PROVIDED RECORDS =>
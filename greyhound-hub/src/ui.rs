use greyhound_core::model::{BinType, NextCollection};
use ratatui::{
    prelude::*,
    widgets::{Block, Borders, Cell, List, ListItem, ListState, Paragraph, Row, Table, Wrap},
};
use serde_json::Value;

use crate::app::App;

pub(crate) fn draw(frame: &mut Frame<'_>, app: &App) {
    let area = frame.area();

    // Outer layout: title, sensors, upcoming schedule, status line
    let layout_chunks = Layout::default()
        .direction(Direction::Vertical)
        .margin(1)
        .constraints([
            Constraint::Length(3),
            Constraint::Min(8),
            Constraint::Length(12),
            Constraint::Length(3),
        ])
        .split(area);

    let chunks = layout_chunks.as_ref();
    let [header_area, sensors_area, upcoming_area, status_area] = chunks else {
        return;
    };

    // Title / header
    let header = Paragraph::new("greyhound – biweekly bin collection sensors")
        .block(Block::default().borders(Borders::ALL).title("Greyhound Bins"));
    frame.render_widget(header, *header_area);

    // Sensor list on the left, selected sensor detail on the right
    let sensor_chunks = Layout::default()
        .direction(Direction::Horizontal)
        .constraints([Constraint::Length(42), Constraint::Min(0)])
        .split(*sensors_area);

    let panes = sensor_chunks.as_ref();
    let [list_area, detail_area] = panes else {
        return;
    };

    draw_sensor_list(frame, app, *list_area);
    draw_sensor_detail(frame, app, *detail_area);
    draw_upcoming(frame, app, *upcoming_area);

    // Status bar
    let nav_hint = "↑/↓ sensor · ←/→ day · PgUp/PgDn week · t today · r refresh · q/Ctrl-C quit";
    let clock_hint = if app.follow_clock {
        format!("Today {}", app.preview_date.format("%d.%m.%Y"))
    } else {
        format!("Previewing {}", app.preview_date.format("%d.%m.%Y"))
    };

    let status_text = if let Some(msg) = &app.error_message {
        format!("{msg} · {clock_hint} · {nav_hint}")
    } else {
        format!("{clock_hint} · {nav_hint}")
    };

    let status_style = if app.error_message.is_some() {
        Style::default().fg(Color::Red)
    } else if app.follow_clock {
        Style::default()
    } else {
        Style::default().fg(Color::Yellow)
    };

    let status = Paragraph::new(status_text)
        .block(Block::default().borders(Borders::ALL).title("Status"))
        .style(status_style)
        .wrap(Wrap { trim: true });

    frame.render_widget(status, *status_area);
}

fn draw_sensor_list(frame: &mut Frame<'_>, app: &App, area: Rect) {
    let items = app
        .sensors
        .iter()
        .enumerate()
        .map(|(idx, meta)| {
            let prefix = if idx == app.selected { "> " } else { "  " };
            let state = app
                .snapshots
                .get(&meta.id)
                .map_or("…", |snapshot| snapshot.state.as_str());
            ListItem::new(format!("{prefix}{}\n  {state}", meta.name))
        })
        .collect::<Vec<ListItem<'_>>>();

    let list = List::new(items)
        .block(
            Block::default()
                .borders(Borders::ALL)
                .title("Sensors (↑/↓)"),
        )
        .highlight_style(
            Style::default()
                .fg(Color::Yellow)
                .add_modifier(Modifier::BOLD),
        );

    let mut state = ListState::default();
    if !app.sensors.is_empty() {
        state.select(Some(app.selected));
    }
    frame.render_stateful_widget(list, area, &mut state);
}

fn draw_sensor_detail(frame: &mut Frame<'_>, app: &App, area: Rect) {
    let Some(meta) = app.selected_sensor() else {
        return;
    };

    let title = format!("{} ({})", meta.name, meta.icon);

    let Some(snapshot) = app.snapshots.get(&meta.id) else {
        let paragraph = Paragraph::new("No data yet, refresh pending.")
            .block(Block::default().borders(Borders::ALL).title(title))
            .wrap(Wrap { trim: true });
        frame.render_widget(paragraph, area);
        return;
    };

    let mut lines = vec![
        Line::from(Span::styled(
            snapshot.state.clone(),
            Style::default().add_modifier(Modifier::BOLD),
        )),
        Line::from(""),
    ];

    // Attributes exactly as a host would receive them.
    if let Ok(Value::Object(fields)) = serde_json::to_value(&snapshot.attributes) {
        for (name, value) in fields {
            lines.push(Line::from(format!("{name}: {value}")));
        }
    }

    let paragraph = Paragraph::new(lines)
        .block(Block::default().borders(Borders::ALL).title(title))
        .wrap(Wrap { trim: true });
    frame.render_widget(paragraph, area);
}

fn draw_upcoming(frame: &mut Frame<'_>, app: &App, area: Rect) {
    let title = format!(
        "Upcoming collections from {}",
        app.preview_date.format("%d.%m.%Y")
    );

    if app.upcoming.is_empty() {
        let paragraph = Paragraph::new("No upcoming collections computed.")
            .block(Block::default().borders(Borders::ALL).title(title))
            .wrap(Wrap { trim: true });
        frame.render_widget(paragraph, area);
        return;
    }

    let rows = app.upcoming.iter().map(|event| {
        let date = event.result.collection_date.format("%d.%m.%Y").to_string();
        let weekday = event.result.collection_day.clone();
        let relative = relative_day_label(event);

        let mut style = Style::default().fg(bin_color(event.bin_type));
        if event.result.is_today {
            style = style.add_modifier(Modifier::BOLD);
        }

        Row::new(vec![
            Cell::from(date),
            Cell::from(weekday),
            Cell::from(relative),
            Cell::from(event.bin_type.label()),
        ])
        .style(style)
    });

    let column_widths = [
        Constraint::Length(12),
        Constraint::Length(10),
        Constraint::Length(12),
        Constraint::Min(20),
    ];

    let table = Table::new(rows, column_widths)
        .header(
            Row::new(vec!["Date", "Day", "In", "Bin"])
                .style(Style::default().add_modifier(Modifier::BOLD)),
        )
        .block(Block::default().borders(Borders::ALL).title(title))
        .column_spacing(1);

    frame.render_widget(table, area);
}

fn bin_color(bin_type: BinType) -> Color {
    match bin_type {
        BinType::Black => Color::Gray,
        BinType::GreenBrown => Color::Green,
    }
}

fn relative_day_label(event: &NextCollection) -> String {
    match event.result.days_until {
        0 => "today".to_owned(),
        1 => "tomorrow".to_owned(),
        days => format!("in {days} days"),
    }
}
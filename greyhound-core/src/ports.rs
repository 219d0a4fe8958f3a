//! The sensor port trait, published snapshot shape, and shared error type.

use async_trait::async_trait;
use chrono::{NaiveDate, ParseError as ChronoParseError};
use serde::{Deserialize, Serialize};

use crate::model::{CollectionResult, NextCollection, SensorMeta};

#[derive(thiserror::Error, Debug)]
/// Errors that can occur while computing or publishing a schedule.
pub enum ScheduleError {
    /// A derived date left the representable calendar range.
    #[error("date out of range: {base} plus {days_ahead} days")]
    DateOutOfRange {
        /// Date the offset was applied to.
        base: NaiveDate,
        /// Offset that could not be applied.
        days_ahead: i64,
    },
    /// The host supplied a date that could not be parsed.
    #[error("invalid date: {0}")]
    Parse(#[from] ChronoParseError),
    /// No sensor is registered under the given identifier.
    #[error("unknown sensor: {0}")]
    UnknownSensor(String),
}

#[derive(Debug, Clone, PartialEq, Eq, Serialize, Deserialize)]
/// Attributes published alongside a sensor's state.
///
/// Field names are load-bearing: host automations key off them exactly as
/// serialized, so renames here are breaking changes.
pub struct SensorAttributes {
    /// Whole days until the collection, 0 meaning today.
    pub days_until_collection: i64,
    /// Collection date, serialized as ISO `YYYY-MM-DD`.
    pub collection_date: NaiveDate,
    /// Weekday name of the collection.
    pub collection_day: String,
    /// Whether the collection is tomorrow.
    pub is_tomorrow: bool,
    /// Whether the collection is today.
    pub is_today: bool,
    /// Which bin is collected; only published by the next-collection sensor.
    #[serde(skip_serializing_if = "Option::is_none")]
    pub bin_type: Option<String>,
}

impl SensorAttributes {
    /// Attributes for a single-cycle sensor.
    #[must_use]
    pub fn from_result(result: &CollectionResult) -> Self {
        Self {
            days_until_collection: result.days_until,
            collection_date: result.collection_date,
            collection_day: result.collection_day.clone(),
            is_tomorrow: result.is_tomorrow,
            is_today: result.is_today,
            bin_type: None,
        }
    }

    /// Attributes for the next-collection sensor, including the bin label.
    #[must_use]
    pub fn from_next(next: &NextCollection) -> Self {
        let mut attributes = Self::from_result(&next.result);
        attributes.bin_type = Some(next.bin_type.label().to_owned());
        attributes
    }
}

#[derive(Debug, Clone, PartialEq, Eq, Serialize, Deserialize)]
/// State and attributes a sensor publishes to the host on each refresh.
pub struct SensorSnapshot {
    /// Human-readable long-form date, e.g. "Thursday, 01 January 2026".
    pub state: String,
    /// Structured attributes automations key off.
    pub attributes: SensorAttributes,
}

#[async_trait]
/// Trait implemented by each sensor adapter.
///
/// The host drives `refresh` on its own cadence, passing the current
/// host-local calendar date. Implementations are stateless beyond their
/// fixed metadata, so concurrent refreshes are safe.
pub trait SensorPort: Send + Sync {
    /// Static metadata describing this sensor.
    fn meta(&self) -> &SensorMeta;

    /// Recompute this sensor's snapshot for the given day.
    ///
    /// # Errors
    ///
    /// Returns a [`ScheduleError`] when the supplied day is out of the
    /// representable range; the host keeps the prior snapshot in that case.
    async fn refresh(&self, today: NaiveDate) -> Result<SensorSnapshot, ScheduleError>;
}
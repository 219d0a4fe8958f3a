use crossterm::event::{KeyCode, KeyEvent, KeyModifiers};

use crate::app::App;

#[derive(Debug, Clone, Copy, PartialEq, Eq)]
pub(crate) enum Action {
    None,
    Quit,
    /// Re-run `service.refresh_all(...)` for the current preview date.
    Refresh,
}

pub(crate) fn handle_key_event(key: KeyEvent, app: &mut App) -> Action {
    use KeyCode::{Char, Down, Enter, Left, PageDown, PageUp, Right, Up};

    // Global quit shortcuts
    if key.code == Char('c') && key.modifiers.contains(KeyModifiers::CONTROL) {
        return Action::Quit;
    }
    if key.code == Char('q') && key.modifiers.is_empty() {
        return Action::Quit;
    }

    match key.code {
        Up | Char('k') => {
            app.select_previous();
            Action::None
        }
        Down | Char('j') => {
            app.select_next();
            Action::None
        }
        Left | Char('h') => {
            app.step_days(-1);
            Action::Refresh
        }
        Right | Char('l') => {
            app.step_days(1);
            Action::Refresh
        }
        PageUp => {
            app.step_days(-7);
            Action::Refresh
        }
        PageDown => {
            app.step_days(7);
            Action::Refresh
        }
        Char('t') => {
            app.reset_to_today();
            Action::Refresh
        }
        Char('r') | Enter => Action::Refresh,
        _ => Action::None,
    }
}

#[cfg(test)]
mod tests {
    use std::sync::Arc;

    use chrono::Duration;
    use crossterm::event::KeyEvent;
    use greyhound_core::{
        registry::SensorRegistry, schedule::ScheduleCalculator, service::GreyhoundService,
    };

    use super::*;

    fn app() -> App {
        let calculator = Arc::new(ScheduleCalculator::new());
        let registry = Arc::new(SensorRegistry::new(greyhound_sensors::sensors(Arc::clone(
            &calculator,
        ))));
        App::new(Arc::new(GreyhoundService::new(registry)), calculator)
    }

    #[test]
    fn quit_keys_quit() {
        let mut app = app();
        let quit = handle_key_event(KeyEvent::new(KeyCode::Char('q'), KeyModifiers::NONE), &mut app);
        assert_eq!(quit, Action::Quit);

        let ctrl_c = handle_key_event(
            KeyEvent::new(KeyCode::Char('c'), KeyModifiers::CONTROL),
            &mut app,
        );
        assert_eq!(ctrl_c, Action::Quit);
    }

    #[test]
    fn stepping_the_date_detaches_from_the_clock_and_refreshes() {
        let mut app = app();
        let start = app.preview_date;

        let action = handle_key_event(KeyEvent::new(KeyCode::Right, KeyModifiers::NONE), &mut app);
        assert_eq!(action, Action::Refresh);
        assert_eq!(app.preview_date, start + Duration::days(1));
        assert!(!app.follow_clock);

        let action = handle_key_event(KeyEvent::new(KeyCode::Char('t'), KeyModifiers::NONE), &mut app);
        assert_eq!(action, Action::Refresh);
        assert!(app.follow_clock);
    }

    #[test]
    fn selection_stays_within_the_sensor_list() {
        let mut app = app();
        assert_eq!(app.sensors.len(), 3);

        handle_key_event(KeyEvent::new(KeyCode::Up, KeyModifiers::NONE), &mut app);
        assert_eq!(app.selected, 0);

        for _ in 0..5 {
            handle_key_event(KeyEvent::new(KeyCode::Down, KeyModifiers::NONE), &mut app);
        }
        assert_eq!(app.selected, 2);
    }
}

YOUR OBJECTIVE => Each line with "host" in it must be identified and copied from the material.

PROBLEM SOLUTION =>
    // Attributes exactly as a host would receive them.
    /// The host supplied a date that could not be parsed.
/// Field names are load-bearing: host automations key off them exactly as
/// State and attributes a sensor publishes to the host on each refresh.
/// The host drives `refresh` on its own cadence, passing the current
/// host-local calendar date. Implementations are stateless beyond their
    /// representable range; the host keeps the prior snapshot in that case.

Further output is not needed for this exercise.